9. Boeing C-17 Globemaster III
First deployed in 1991, the Globemaster III has seen lots of use over the past three decades, during which time it has broken 13 records, including its payload-to-altitude ratio. Britain’s Royal Air Force Globemaster IIIs alone had amassed 40,000 hours by 2008.
The Globemaster III was deployed for service conveying troops and equipment into Afghanistan and Iraq during US involvement in the region. In 2004, a Globemaster III involved in the transportation of President Bush to New Mexico was so heavy that it cracked the asphalt, damaging the runway.
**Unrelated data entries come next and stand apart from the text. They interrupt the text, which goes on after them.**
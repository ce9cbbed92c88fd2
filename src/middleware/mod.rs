/*
 * Responsibility
 * - middleware 層の公開範囲
 *   - auth: 呼び出しごとの interceptor chain (request id → service/user 認証)
 *   - http: 全ルートにかける transport 層の layer
 */
pub mod auth;
pub mod http;
/*
 * Responsibility
 * - tokio runtime の起動
 * - app::run() を呼ぶだけ (ロジックは持たない)
 */
use anyhow::Result;

#[tokio::main]
async fn main() -> Result<()> {
    request_gate::app::run().await
}
#[tokio::test]
async fn unknown_target_is_not_found() {
    let admin = member(Role::Admin, false);
    let app = app(vec![admin.clone()]);
    let request_id = Uuid::new_v4().to_string();

    let reply = call(
        &app,
        ADMIN_GET_USER,
        &[
            ("x-request-id", request_id.clone()),
            ("x-user-token", user_token(&admin)),
        ],
        json!({ "user_id": Uuid::new_v4().to_string() }),
    )
    .await;

    assert_envelope(&reply, StatusCode::NOT_FOUND, "NOT_FOUND", &request_id);
}

#[tokio::test]
async fn initiator_missing_from_directory_is_unauthenticated() {
    let ghost = member(Role::Admin, false);
    let target = member(Role::User, false);
    let app = app(vec![target.clone()]);

    let reply = call(
        &app,
        ADMIN_GET_USER,
        &[
            ("x-request-id", Uuid::new_v4().to_string()),
            ("x-user-token", user_token(&ghost)),
        ],
        json!({ "user_id": target.id.to_string() }),
    )
    .await;

    assert_eq!(reply.status, StatusCode::UNAUTHORIZED);
    assert_eq!(reply.body["error"]["message"], "initiator not found");
}

#[tokio::test]
async fn list_users_is_paginated() {
    let moderator = member(Role::Moderator, false);
    let mut users = vec![moderator.clone()];
    users.extend((0..4).map(|_| member(Role::User, false)));
    let app = app(users);

    let reply = call(
        &app,
        ADMIN_LIST_USERS,
        &[
            ("x-request-id", Uuid::new_v4().to_string()),
            ("x-user-token", user_token(&moderator)),
        ],
        json!({ "page": 2, "size": 2 }),
    )
    .await;

    assert_eq!(reply.status, StatusCode::OK, "{}", reply.body);
    assert_eq!(reply.body["items"].as_array().unwrap().len(), 2);
    assert_eq!(
        reply.body["pagination"],
        json!({ "page": 2, "size": 2, "total": 5 })
    );
}

#[tokio::test]
async fn oversized_pages_are_rejected_and_far_pages_are_empty() {
    let admin = member(Role::Admin, false);
    let app = app(vec![admin.clone()]);
    let request_id = Uuid::new_v4().to_string();
    let headers = [
        ("x-request-id", request_id.clone()),
        ("x-user-token", user_token(&admin)),
    ];

    let reply = call(
        &app,
        ADMIN_LIST_USERS,
        &headers,
        json!({ "page": u32::MAX, "size": u32::MAX }),
    )
    .await;

    assert_envelope(&reply, StatusCode::BAD_REQUEST, "INVALID_ARGUMENT", &request_id);
    let violations = &reply.body["error"]["details"][1]["field_violations"];
    assert_eq!(violations[0]["field"], "size");

    let reply = call(
        &app,
        ADMIN_LIST_USERS,
        &headers,
        json!({ "page": u32::MAX, "size": 100 }),
    )
    .await;

    assert_eq!(reply.status, StatusCode::OK, "{}", reply.body);
    assert!(reply.body["items"].as_array().unwrap().is_empty());
    assert_eq!(reply.body["pagination"]["total"], 1);
}

#[tokio::test]
async fn unparsable_body_is_invalid_argument_envelope() {
    let admin = member(Role::Admin, false);
    let app = app(vec![admin.clone()]);
    let request_id = Uuid::new_v4().to_string();
    let headers = [
        ("x-request-id", request_id.clone()),
        ("x-user-token", user_token(&admin)),
    ];

    let reply = call_raw(&app, ADMIN_GET_USER, &headers, "application/json", "{".into()).await;

    assert_envelope(&reply, StatusCode::BAD_REQUEST, "INVALID_ARGUMENT", &request_id);
    assert_eq!(reply.body["error"]["message"], "malformed request body");
    let violations = &reply.body["error"]["details"][1]["field_violations"];
    assert_eq!(violations[0]["field"], "body");
}

#[tokio::test]
async fn mistyped_body_is_invalid_argument_envelope() {
    let admin = member(Role::Admin, false);
    let app = app(vec![admin.clone()]);
    let request_id = Uuid::new_v4().to_string();

    let reply = call(
        &app,
        ADMIN_GET_USER,
        &[
            ("x-request-id", request_id.clone()),
            ("x-user-token", user_token(&admin)),
        ],
        json!({ "user_id": 5 }),
    )
    .await;

    assert_envelope(&reply, StatusCode::BAD_REQUEST, "INVALID_ARGUMENT", &request_id);
    assert_eq!(reply.body["error"]["message"], "invalid request body");
    let violations = &reply.body["error"]["details"][1]["field_violations"];
    assert_eq!(violations[0]["field"], "body");
    assert!(violations[0]["description"].as_str().unwrap().contains("user_id"));
}

#[tokio::test]
async fn non_json_content_type_is_invalid_argument_envelope() {
    let user = member(Role::User, false);
    let app = app(vec![user.clone()]);
    let request_id = Uuid::new_v4().to_string();

    let reply = call_raw(
        &app,
        INTERNAL_RESOLVE_USER,
        &[
            ("x-request-id", request_id.clone()),
            ("x-service-token", service_token(&[SERVICE_NAME])),
        ],
        "text/plain",
        json!({ "user_id": user.id.to_string() }).to_string(),
    )
    .await;

    assert_envelope(&reply, StatusCode::BAD_REQUEST, "INVALID_ARGUMENT", &request_id);
    assert_eq!(reply.body["error"]["message"], "unsupported content type");
}

#[tokio::test]
async fn oversized_body_is_invalid_argument_envelope() {
    let admin = member(Role::Admin, false);
    let app = app(vec![admin.clone()]);
    let request_id = Uuid::new_v4().to_string();

    let reply = call(
        &app,
        ADMIN_GET_USER,
        &[
            ("x-request-id", request_id.clone()),
            ("x-user-token", user_token(&admin)),
        ],
        json!({ "user_id": "x".repeat(BODY_LIMIT + 1) }),
    )
    .await;

    assert_envelope(&reply, StatusCode::BAD_REQUEST, "INVALID_ARGUMENT", &request_id);
    assert_eq!(reply.body["error"]["message"], "request body too large");
}

#[tokio::test]
async fn service_token_in_authorization_key_is_accepted() {
    let user = member(Role::User, false);
    let app = app(vec![user.clone()]);

    let reply = call(
        &app,
        INTERNAL_RESOLVE_USER,
        &[
            ("x-request-id", Uuid::new_v4().to_string()),
            (
                "authorization",
                format!("Bearer {}", service_token(&[SERVICE_NAME])),
            ),
        ],
        json!({ "user_id": user.id.to_string() }),
    )
    .await;

    assert_eq!(reply.status, StatusCode::OK, "{}", reply.body);
    assert_eq!(reply.body["id"], user.id.to_string());
}

#[tokio::test]
async fn service_token_for_another_audience_is_rejected() {
    let user = member(Role::User, false);
    let app = app(vec![user.clone()]);
    let request_id = Uuid::new_v4().to_string();

    let reply = call(
        &app,
        INTERNAL_RESOLVE_USER,
        &[
            ("x-request-id", request_id.clone()),
            ("x-service-token", service_token(&["billing"])),
        ],
        json!({ "user_id": user.id.to_string() }),
    )
    .await;

    assert_envelope(&reply, StatusCode::UNAUTHORIZED, "UNAUTHENTICATED", &request_id);
}

#[tokio::test]
async fn service_token_signed_with_wrong_key_is_rejected_generically() {
    let user = member(Role::User, false);
    let app = app(vec![user.clone()]);
    let forged = sign(
        USER_SECRET,
        json!({ "iss": "gateway", "aud": SERVICE_NAME, "exp": exp_in(3600) }),
    );

    let reply = call(
        &app,
        INTERNAL_RESOLVE_USER,
        &[
            ("x-request-id", Uuid::new_v4().to_string()),
            ("x-service-token", forged),
        ],
        json!({ "user_id": user.id.to_string() }),
    )
    .await;

    assert_eq!(reply.status, StatusCode::UNAUTHORIZED);
    assert_eq!(
        reply.body["error"]["message"],
        "failed to verify service token"
    );
}

#[tokio::test]
async fn peer_service_resolves_user() {
    let user = member(Role::User, false);
    let app = app(vec![user.clone()]);

    let reply = call(
        &app,
        INTERNAL_RESOLVE_USER,
        &[
            ("x-request-id", Uuid::new_v4().to_string()),
            (
                "x-service-token",
                format!("Bearer {}", service_token(&["billing", SERVICE_NAME])),
            ),
        ],
        json!({ "user_id": user.id.to_string() }),
    )
    .await;

    assert_eq!(reply.status, StatusCode::OK, "{}", reply.body);
    assert_eq!(reply.body["id"], user.id.to_string());
}
/*
 * Responsibility
 * - 環境変数から設定を読む (待ち受けポート, secret, サービス識別子など)
 * - 起動時にバリデーション (不足・不正なら起動失敗)
 * - chain の全段で共有する読み取り専用の GateConfig を組み立てる
 */
use std::collections::HashSet;
use std::fmt;
use std::net::SocketAddr;
use std::str::FromStr;

#[derive(Debug, Clone, Copy, PartialEq, Eq)]
pub enum AppEnv {
    Development,
    Production,
}

impl AppEnv {
    pub fn from_env() -> Self {
        match std::env::var("APP_ENV")
            .unwrap_or_else(|_| "development".to_string())
            .to_ascii_lowercase()
            .as_str()
        {
            "production" | "prod" => Self::Production,
            _ => Self::Development,
        }
    }

    pub fn is_production(&self) -> bool {
        matches!(self, Self::Production)
    }
}

#[derive(Debug)]
pub enum ConfigError {
    Missing(&'static str),
    Invalid(&'static str),
}

impl fmt::Display for ConfigError {
    fn fmt(&self, f: &mut fmt::Formatter<'_>) -> fmt::Result {
        match self {
            ConfigError::Missing(key) => write!(f, "missing configuration: {}", key),
            ConfigError::Invalid(key) => write!(f, "invalid configuration: {}", key),
        }
    }
}

impl std::error::Error for ConfigError {}

/// Read-only settings consumed by the interceptor chain.
///
/// Built once at startup and shared by every call; nothing in here changes
/// after construction.
#[derive(Debug, Clone)]
pub struct GateConfig {
    /// This service's identity. Service tokens must list it in `aud`.
    pub service_name: String,
    /// Stamped on every error envelope.
    pub error_domain: String,
    /// Full method paths that skip service-token verification.
    pub service_auth_exempt_methods: HashSet<String>,
}

impl GateConfig {
    pub fn new(
        service_name: impl Into<String>,
        error_domain: impl Into<String>,
        exempt_methods: impl IntoIterator<Item = impl Into<String>>,
    ) -> Self {
        Self {
            service_name: service_name.into(),
            error_domain: error_domain.into(),
            service_auth_exempt_methods: exempt_methods.into_iter().map(Into::into).collect(),
        }
    }

    pub fn is_exempt(&self, method: &str) -> bool {
        self.service_auth_exempt_methods.contains(method)
    }
}

pub struct Config {
    pub addr: SocketAddr,
    pub app_env: AppEnv,

    // Postgres backing the user directory. Optional outside production.
    pub database_url: Option<String>,

    pub gate: GateConfig,

    pub service_token_secret: String,
    pub user_token_secret: String,
    pub token_leeway_seconds: u64,

    pub max_body_bytes: usize,
}

impl fmt::Debug for Config {
    fn fmt(&self, f: &mut fmt::Formatter<'_>) -> fmt::Result {
        // Secrets stay out of logs
        f.debug_struct("Config")
            .field("addr", &self.addr)
            .field("app_env", &self.app_env)
            .field("gate", &self.gate)
            .field("token_leeway_seconds", &self.token_leeway_seconds)
            .field("max_body_bytes", &self.max_body_bytes)
            .finish()
    }
}

impl Config {
    pub fn from_env() -> Result<Self, ConfigError> {
        dotenvy::dotenv().ok();

        let port: u16 = parsed_var("PORT", 3000)?;
        let addr = SocketAddr::from(([0, 0, 0, 0], port));

        let app_env = AppEnv::from_env();

        let database_url = optional_var("DATABASE_URL");
        if app_env.is_production() && database_url.is_none() {
            return Err(ConfigError::Missing("DATABASE_URL"));
        }

        let service_name = non_empty_var("SERVICE_NAME")?;
        let error_domain = optional_var("ERROR_DOMAIN").unwrap_or_else(|| service_name.clone());
        let exempt_methods =
            parse_exempt_methods(&optional_var("SERVICE_AUTH_EXEMPT_METHODS").unwrap_or_default())?;

        Ok(Self {
            addr,
            app_env,
            database_url,
            gate: GateConfig::new(service_name, error_domain, exempt_methods),
            service_token_secret: non_empty_var("SERVICE_TOKEN_SECRET")?,
            user_token_secret: non_empty_var("USER_TOKEN_SECRET")?,
            token_leeway_seconds: parsed_var("TOKEN_LEEWAY_SECONDS", 60)?,
            max_body_bytes: parsed_var("MAX_BODY_BYTES", 1024 * 1024)?,
        })
    }
}

fn optional_var(key: &str) -> Option<String> {
    std::env::var(key).ok().filter(|s| !s.trim().is_empty())
}

fn non_empty_var(key: &'static str) -> Result<String, ConfigError> {
    let value = std::env::var(key).map_err(|_| ConfigError::Missing(key))?;
    if value.trim().is_empty() {
        return Err(ConfigError::Invalid(key));
    }
    Ok(value)
}

/// Unset means `default`; set but unparsable is a startup error.
fn parsed_var<T: FromStr>(key: &'static str, default: T) -> Result<T, ConfigError> {
    match optional_var(key) {
        Some(raw) => raw.trim().parse().map_err(|_| ConfigError::Invalid(key)),
        None => Ok(default),
    }
}

/// Comma-separated full method paths (`/package.Service/Method`).
fn parse_exempt_methods(raw: &str) -> Result<Vec<String>, ConfigError> {
    let methods: Vec<String> = raw
        .split(',')
        .map(str::trim)
        .filter(|m| !m.is_empty())
        .map(String::from)
        .collect();

    if methods.iter().any(|m| !m.starts_with('/')) {
        return Err(ConfigError::Invalid("SERVICE_AUTH_EXEMPT_METHODS"));
    }
    Ok(methods)
}

#[cfg(test)]
mod tests {
    use super::*;

    #[test]
    fn exempt_lookup_matches_full_method_path_only() {
        let gate = GateConfig::new(
            "user-service",
            "user-service",
            ["/internal.v1.InternalService/Ping"],
        );

        assert!(gate.is_exempt("/internal.v1.InternalService/Ping"));
        assert!(!gate.is_exempt("/internal.v1.InternalService/ResolveUser"));
        assert!(!gate.is_exempt("Ping"));
    }

    #[test]
    fn exempt_methods_are_trimmed_and_blank_entries_dropped() {
        let methods = parse_exempt_methods(
            " /internal.v1.InternalService/Ping , ,/health.v1.Health/Check",
        )
        .unwrap();

        assert_eq!(
            methods,
            vec![
                "/internal.v1.InternalService/Ping".to_string(),
                "/health.v1.Health/Check".to_string(),
            ]
        );
        assert!(parse_exempt_methods("").unwrap().is_empty());
    }

    #[test]
    fn exempt_methods_must_be_full_paths() {
        assert!(matches!(
            parse_exempt_methods("/internal.v1.InternalService/Ping,Ping"),
            Err(ConfigError::Invalid("SERVICE_AUTH_EXEMPT_METHODS"))
        ));
    }
}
The Globemaster III has a crew of three, is 174 ft long, has a maximum speed of 670 mph, has a carrying capacity of 170,900 lbs, and in terms of military carrying capacity can carry 134 troops or 102 paratroopers, and vehicles such as 1 M1 Abrams tank or 3 Strykers.
10. Boeing 747 Dreamlifter
Several of the biggest cargo planes over the years have been variations on the ever-versatile Boeing 747, and this is a perfect example of one. There are four of these Dreamlifters in existence, all of which are conversions of existing 747s. Boeing completed all four Dreamlifters by 2010.
These Dreamlifters have been active as of late, with a Dreamlifter carrying 500,000 masks landing at Salt Lake City International Airport in July 2020 as part of Utah’s efforts to combat the virus. Causes such as this demonstrate how large cargo planes can provide a boost to humanitarian efforts.
The four converted Dreamlifters are piloted by as few as two. They are 235 ft 2 in. long, a wingspan of 211 ft 5 in., 545 mph, and a maximum weight capacity of 803,001 lbs.